[Stored data entries]
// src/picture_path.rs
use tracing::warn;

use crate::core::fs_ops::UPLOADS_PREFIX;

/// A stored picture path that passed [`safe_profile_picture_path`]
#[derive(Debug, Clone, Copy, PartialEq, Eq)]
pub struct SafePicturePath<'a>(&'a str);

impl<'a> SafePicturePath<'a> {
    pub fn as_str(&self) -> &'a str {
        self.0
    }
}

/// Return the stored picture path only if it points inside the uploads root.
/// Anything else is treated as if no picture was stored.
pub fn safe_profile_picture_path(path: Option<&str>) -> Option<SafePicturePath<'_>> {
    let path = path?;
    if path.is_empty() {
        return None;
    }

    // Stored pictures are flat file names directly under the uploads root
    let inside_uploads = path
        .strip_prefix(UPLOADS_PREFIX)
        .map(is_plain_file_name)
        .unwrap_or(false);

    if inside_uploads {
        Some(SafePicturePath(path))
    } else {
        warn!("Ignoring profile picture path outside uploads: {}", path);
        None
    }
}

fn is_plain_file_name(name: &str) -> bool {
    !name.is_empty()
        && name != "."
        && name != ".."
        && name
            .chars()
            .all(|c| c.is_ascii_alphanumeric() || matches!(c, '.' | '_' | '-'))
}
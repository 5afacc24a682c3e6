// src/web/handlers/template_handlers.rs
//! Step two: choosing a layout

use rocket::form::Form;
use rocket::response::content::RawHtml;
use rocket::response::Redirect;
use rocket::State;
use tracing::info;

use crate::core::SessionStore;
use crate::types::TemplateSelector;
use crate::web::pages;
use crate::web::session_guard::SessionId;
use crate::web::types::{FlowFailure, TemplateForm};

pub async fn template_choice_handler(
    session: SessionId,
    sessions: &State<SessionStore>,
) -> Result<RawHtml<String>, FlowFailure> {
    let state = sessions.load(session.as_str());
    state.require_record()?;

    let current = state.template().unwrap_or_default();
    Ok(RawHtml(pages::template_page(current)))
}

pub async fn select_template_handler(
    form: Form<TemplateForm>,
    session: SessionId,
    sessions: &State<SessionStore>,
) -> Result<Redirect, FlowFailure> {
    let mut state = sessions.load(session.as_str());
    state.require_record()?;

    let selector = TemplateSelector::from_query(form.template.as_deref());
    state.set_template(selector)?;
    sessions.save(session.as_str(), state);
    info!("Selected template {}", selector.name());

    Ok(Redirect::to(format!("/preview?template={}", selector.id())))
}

---

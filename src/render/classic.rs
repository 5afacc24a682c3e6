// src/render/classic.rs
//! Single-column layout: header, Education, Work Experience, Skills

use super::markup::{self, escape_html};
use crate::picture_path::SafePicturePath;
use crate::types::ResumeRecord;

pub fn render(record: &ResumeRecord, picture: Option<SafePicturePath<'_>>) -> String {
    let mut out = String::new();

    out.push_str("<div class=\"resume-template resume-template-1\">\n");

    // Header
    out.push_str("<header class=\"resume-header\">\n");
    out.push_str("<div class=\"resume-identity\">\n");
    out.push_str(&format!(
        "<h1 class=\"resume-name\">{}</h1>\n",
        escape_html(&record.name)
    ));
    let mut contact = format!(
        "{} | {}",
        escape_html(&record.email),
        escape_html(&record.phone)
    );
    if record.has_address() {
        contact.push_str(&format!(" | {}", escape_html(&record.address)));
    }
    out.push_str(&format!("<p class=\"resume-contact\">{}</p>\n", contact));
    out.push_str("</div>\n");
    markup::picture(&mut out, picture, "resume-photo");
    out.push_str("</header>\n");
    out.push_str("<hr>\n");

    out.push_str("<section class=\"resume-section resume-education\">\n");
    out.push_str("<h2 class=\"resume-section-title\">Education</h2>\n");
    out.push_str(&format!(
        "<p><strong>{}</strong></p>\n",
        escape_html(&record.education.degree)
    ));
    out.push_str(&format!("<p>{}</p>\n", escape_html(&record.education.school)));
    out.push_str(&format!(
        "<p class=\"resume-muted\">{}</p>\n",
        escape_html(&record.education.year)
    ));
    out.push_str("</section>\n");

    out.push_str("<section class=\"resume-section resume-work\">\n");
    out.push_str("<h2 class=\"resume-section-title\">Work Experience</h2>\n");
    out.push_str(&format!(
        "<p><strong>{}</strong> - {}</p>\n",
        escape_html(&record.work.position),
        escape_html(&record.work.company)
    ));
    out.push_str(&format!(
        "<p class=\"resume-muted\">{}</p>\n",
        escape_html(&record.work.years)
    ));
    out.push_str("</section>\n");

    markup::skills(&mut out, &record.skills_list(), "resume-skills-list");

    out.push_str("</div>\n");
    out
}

• [What to work on] Please give again the lines above between the line holding "picture: Option<SafePicturePath<'_>>) ->" and the line holding "let mut contact", inclusive, exactly as they are and with nothing added.

• [Task solution]
pub fn render(record: &ResumeRecord, picture: Option<SafePicturePath<'_>>) -> String {
    let mut out = String::new();

    out.push_str("<div class=\"resume-template resume-template-1\">\n");

    // Header
    out.push_str("<header class=\"resume-header\">\n");
    out.push_str("<div class=\"resume-identity\">\n");
    out.push_str(&format!(
        "<h1 class=\"resume-name\">{}</h1>\n",
        escape_html(&record.name)
    ));
    let mut contact = format!(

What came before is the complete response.